◆ **Problem requirements**
Return each record shown beneath, word for word.

***** Source records

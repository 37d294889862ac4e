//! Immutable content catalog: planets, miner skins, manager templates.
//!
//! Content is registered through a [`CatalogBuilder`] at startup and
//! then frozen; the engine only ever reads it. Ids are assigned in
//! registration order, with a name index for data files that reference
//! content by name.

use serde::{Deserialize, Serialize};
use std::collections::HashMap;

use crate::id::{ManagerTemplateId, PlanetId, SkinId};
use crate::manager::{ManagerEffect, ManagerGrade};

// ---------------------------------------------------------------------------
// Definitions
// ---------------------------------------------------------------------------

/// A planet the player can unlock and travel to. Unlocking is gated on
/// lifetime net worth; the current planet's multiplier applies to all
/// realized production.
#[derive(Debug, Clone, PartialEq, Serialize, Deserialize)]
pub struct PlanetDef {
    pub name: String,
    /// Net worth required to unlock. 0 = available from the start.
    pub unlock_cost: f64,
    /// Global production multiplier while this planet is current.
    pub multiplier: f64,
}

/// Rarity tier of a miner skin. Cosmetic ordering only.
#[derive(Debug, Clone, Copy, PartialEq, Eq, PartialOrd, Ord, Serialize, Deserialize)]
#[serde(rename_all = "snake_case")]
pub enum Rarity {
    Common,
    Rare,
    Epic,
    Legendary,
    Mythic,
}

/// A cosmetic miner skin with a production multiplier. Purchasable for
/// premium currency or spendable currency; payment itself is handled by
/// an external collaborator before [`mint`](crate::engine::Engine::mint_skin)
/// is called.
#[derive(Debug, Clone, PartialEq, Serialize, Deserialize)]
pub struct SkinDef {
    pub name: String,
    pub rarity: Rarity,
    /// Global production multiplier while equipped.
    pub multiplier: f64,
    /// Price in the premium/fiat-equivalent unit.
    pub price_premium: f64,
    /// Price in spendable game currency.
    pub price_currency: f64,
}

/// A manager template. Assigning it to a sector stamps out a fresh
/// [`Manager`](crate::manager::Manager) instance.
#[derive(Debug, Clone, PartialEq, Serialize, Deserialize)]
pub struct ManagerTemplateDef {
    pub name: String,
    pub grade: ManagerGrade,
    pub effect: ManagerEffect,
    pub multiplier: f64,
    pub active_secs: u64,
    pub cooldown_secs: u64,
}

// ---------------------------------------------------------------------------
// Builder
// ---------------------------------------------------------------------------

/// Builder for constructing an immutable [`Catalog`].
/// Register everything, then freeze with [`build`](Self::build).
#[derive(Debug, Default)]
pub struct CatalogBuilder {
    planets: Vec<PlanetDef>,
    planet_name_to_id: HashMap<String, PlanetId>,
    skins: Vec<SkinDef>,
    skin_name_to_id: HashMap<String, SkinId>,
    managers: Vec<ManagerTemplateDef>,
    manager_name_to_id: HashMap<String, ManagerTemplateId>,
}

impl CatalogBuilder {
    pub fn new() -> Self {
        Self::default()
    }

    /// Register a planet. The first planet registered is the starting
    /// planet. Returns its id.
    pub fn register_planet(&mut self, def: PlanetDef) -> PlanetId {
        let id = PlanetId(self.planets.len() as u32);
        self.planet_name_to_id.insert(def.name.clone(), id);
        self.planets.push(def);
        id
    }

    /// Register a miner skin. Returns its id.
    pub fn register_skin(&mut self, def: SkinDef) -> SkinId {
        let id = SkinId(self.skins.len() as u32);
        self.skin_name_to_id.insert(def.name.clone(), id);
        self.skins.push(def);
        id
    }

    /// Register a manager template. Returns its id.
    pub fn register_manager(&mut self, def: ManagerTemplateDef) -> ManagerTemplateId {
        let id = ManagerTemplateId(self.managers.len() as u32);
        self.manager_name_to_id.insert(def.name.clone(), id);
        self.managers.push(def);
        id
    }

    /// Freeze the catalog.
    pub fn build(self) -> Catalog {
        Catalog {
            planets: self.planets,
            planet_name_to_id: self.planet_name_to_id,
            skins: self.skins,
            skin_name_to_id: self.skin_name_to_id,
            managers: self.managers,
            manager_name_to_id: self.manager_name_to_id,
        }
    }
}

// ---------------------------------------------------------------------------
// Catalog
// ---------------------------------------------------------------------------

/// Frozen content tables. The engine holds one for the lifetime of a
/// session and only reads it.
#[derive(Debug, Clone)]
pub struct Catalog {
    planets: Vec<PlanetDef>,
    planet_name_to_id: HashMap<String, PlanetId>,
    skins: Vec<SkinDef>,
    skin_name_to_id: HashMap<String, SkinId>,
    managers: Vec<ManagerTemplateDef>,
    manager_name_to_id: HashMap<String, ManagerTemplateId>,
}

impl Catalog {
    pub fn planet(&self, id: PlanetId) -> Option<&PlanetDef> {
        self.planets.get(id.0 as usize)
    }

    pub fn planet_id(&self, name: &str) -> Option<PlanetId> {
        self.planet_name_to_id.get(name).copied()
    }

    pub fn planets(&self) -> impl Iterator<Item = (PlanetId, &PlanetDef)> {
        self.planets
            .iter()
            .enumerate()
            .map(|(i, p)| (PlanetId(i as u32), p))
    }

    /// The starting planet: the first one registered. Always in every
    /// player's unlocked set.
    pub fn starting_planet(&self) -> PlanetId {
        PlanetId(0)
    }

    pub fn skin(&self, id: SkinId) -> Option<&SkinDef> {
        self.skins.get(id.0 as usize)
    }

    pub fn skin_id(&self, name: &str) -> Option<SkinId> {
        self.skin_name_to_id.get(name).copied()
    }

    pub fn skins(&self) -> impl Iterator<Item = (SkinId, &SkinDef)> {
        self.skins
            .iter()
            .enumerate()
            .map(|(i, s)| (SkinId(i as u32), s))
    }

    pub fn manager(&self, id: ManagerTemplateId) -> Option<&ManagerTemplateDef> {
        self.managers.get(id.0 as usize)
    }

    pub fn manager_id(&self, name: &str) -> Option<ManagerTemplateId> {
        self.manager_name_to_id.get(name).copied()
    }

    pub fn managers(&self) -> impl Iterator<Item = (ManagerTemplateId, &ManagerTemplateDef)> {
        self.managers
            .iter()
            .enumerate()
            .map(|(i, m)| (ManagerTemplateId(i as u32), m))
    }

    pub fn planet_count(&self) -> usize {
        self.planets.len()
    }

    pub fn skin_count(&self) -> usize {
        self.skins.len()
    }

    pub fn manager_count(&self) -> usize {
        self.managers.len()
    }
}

**********

◆ **Task answer**
repository 37d294889862ac4e
//! Immutable content catalog: planets, miner skins, manager templates.
//!
//! Content is registered through a [`CatalogBuilder`] at startup and
//! then frozen; the engine only ever reads it. Ids are assigned in
//! registration order, with a name index for data files that reference
//! content by name.

use serde::{Deserialize, Serialize};
use std::collections::HashMap;

use crate::id::{ManagerTemplateId, PlanetId, SkinId};
use crate::manager::{ManagerEffect, ManagerGrade};

// ---------------------------------------------------------------------------
// Definitions
// ---------------------------------------------------------------------------

/// A planet the player can unlock and travel to. Unlocking is gated on
/// lifetime net worth; the current planet's multiplier applies to all
/// realized production.
#[derive(Debug, Clone, PartialEq, Serialize, Deserialize)]
pub struct PlanetDef {
    pub name: String,
    /// Net worth required to unlock. 0 = available from the start.
    pub unlock_cost: f64,
    /// Global production multiplier while this planet is current.
    pub multiplier: f64,
}

/// Rarity tier of a miner skin. Cosmetic ordering only.
#[derive(Debug, Clone, Copy, PartialEq, Eq, PartialOrd, Ord, Serialize, Deserialize)]
#[serde(rename_all = "snake_case")]
pub enum Rarity {
    Common,
    Rare,
    Epic,
    Legendary,
    Mythic,
}

/// A cosmetic miner skin with a production multiplier. Purchasable for
/// premium currency or spendable currency; payment itself is handled by
/// an external collaborator before [`mint`](crate::engine::Engine::mint_skin)
/// is called.
#[derive(Debug, Clone, PartialEq, Serialize, Deserialize)]
pub struct SkinDef {
    pub name: String,
    pub rarity: Rarity,
    /// Global production multiplier while equipped.
    pub multiplier: f64,
    /// Price in the premium/fiat-equivalent unit.
    pub price_premium: f64,
    /// Price in spendable game currency.
    pub price_currency: f64,
}

/// A manager template. Assigning it to a sector stamps out a fresh
/// [`Manager`](crate::manager::Manager) instance.
#[derive(Debug, Clone, PartialEq, Serialize, Deserialize)]
pub struct ManagerTemplateDef {
    pub name: String,
    pub grade: ManagerGrade,
    pub effect: ManagerEffect,
    pub multiplier: f64,
    pub active_secs: u64,
    pub cooldown_secs: u64,
}

// ---------------------------------------------------------------------------
// Builder
// ---------------------------------------------------------------------------

/// Builder for constructing an immutable [`Catalog`].
/// Register everything, then freeze with [`build`](Self::build).
#[derive(Debug, Default)]
pub struct CatalogBuilder {
    planets: Vec<PlanetDef>,
    planet_name_to_id: HashMap<String, PlanetId>,
    skins: Vec<SkinDef>,
    skin_name_to_id: HashMap<String, SkinId>,
    managers: Vec<ManagerTemplateDef>,
    manager_name_to_id: HashMap<String, ManagerTemplateId>,
}

impl CatalogBuilder {
    pub fn new() -> Self {
        Self::default()
    }

    /// Register a planet. The first planet registered is the starting
    /// planet. Returns its id.
    pub fn register_planet(&mut self, def: PlanetDef) -> PlanetId {
        let id = PlanetId(self.planets.len() as u32);
        self.planet_name_to_id.insert(def.name.clone(), id);
        self.planets.push(def);
        id
    }

    /// Register a miner skin. Returns its id.
    pub fn register_skin(&mut self, def: SkinDef) -> SkinId {
        let id = SkinId(self.skins.len() as u32);
        self.skin_name_to_id.insert(def.name.clone(), id);
        self.skins.push(def);
        id
    }

    /// Register a manager template. Returns its id.
    pub fn register_manager(&mut self, def: ManagerTemplateDef) -> ManagerTemplateId {
        let id = ManagerTemplateId(self.managers.len() as u32);
        self.manager_name_to_id.insert(def.name.clone(), id);
        self.managers.push(def);
        id
    }

    /// Freeze the catalog.
    pub fn build(self) -> Catalog {
        Catalog {
            planets: self.planets,
            planet_name_to_id: self.planet_name_to_id,
            skins: self.skins,
            skin_name_to_id: self.skin_name_to_id,
            managers: self.managers,
            manager_name_to_id: self.manager_name_to_id,
        }
    }
}

// ---------------------------------------------------------------------------
// Catalog
// ---------------------------------------------------------------------------

/// Frozen content tables. The engine holds one for the lifetime of a
/// session and only reads it.
#[derive(Debug, Clone)]
pub struct Catalog {
    planets: Vec<PlanetDef>,
    planet_name_to_id: HashMap<String, PlanetId>,
    skins: Vec<SkinDef>,
    skin_name_to_id: HashMap<String, SkinId>,
    managers: Vec<ManagerTemplateDef>,
    manager_name_to_id: HashMap<String, ManagerTemplateId>,
}

impl Catalog {
    pub fn planet(&self, id: PlanetId) -> Option<&PlanetDef> {
        self.planets.get(id.0 as usize)
    }

    pub fn planet_id(&self, name: &str) -> Option<PlanetId> {
        self.planet_name_to_id.get(name).copied()
    }

    pub fn planets(&self) -> impl Iterator<Item = (PlanetId, &PlanetDef)> {
        self.planets
            .iter()
            .enumerate()
            .map(|(i, p)| (PlanetId(i as u32), p))
    }

    /// The starting planet: the first one registered. Always in every
    /// player's unlocked set.
    pub fn starting_planet(&self) -> PlanetId {
        PlanetId(0)
    }

    pub fn skin(&self, id: SkinId) -> Option<&SkinDef> {
        self.skins.get(id.0 as usize)
    }

    pub fn skin_id(&self, name: &str) -> Option<SkinId> {
        self.skin_name_to_id.get(name).copied()
    }

    pub fn skins(&self) -> impl Iterator<Item = (SkinId, &SkinDef)> {
        self.skins
            .iter()
            .enumerate()
            .map(|(i, s)| (SkinId(i as u32), s))
    }

    pub fn manager(&self, id: ManagerTemplateId) -> Option<&ManagerTemplateDef> {
        self.managers.get(id.0 as usize)
    }

    pub fn manager_id(&self, name: &str) -> Option<ManagerTemplateId> {
        self.manager_name_to_id.get(name).copied()
    }

    pub fn managers(&self) -> impl Iterator<Item = (ManagerTemplateId, &ManagerTemplateDef)> {
        self.managers
            .iter()
            .enumerate()
            .map(|(i, m)| (ManagerTemplateId(i as u32), m))
    }

    pub fn planet_count(&self) -> usize {
        self.planets.len()
    }

    pub fn skin_count(&self) -> usize {
        self.skins.len()
    }

    pub fn manager_count(&self) -> usize {
        self.managers.len()
    }
}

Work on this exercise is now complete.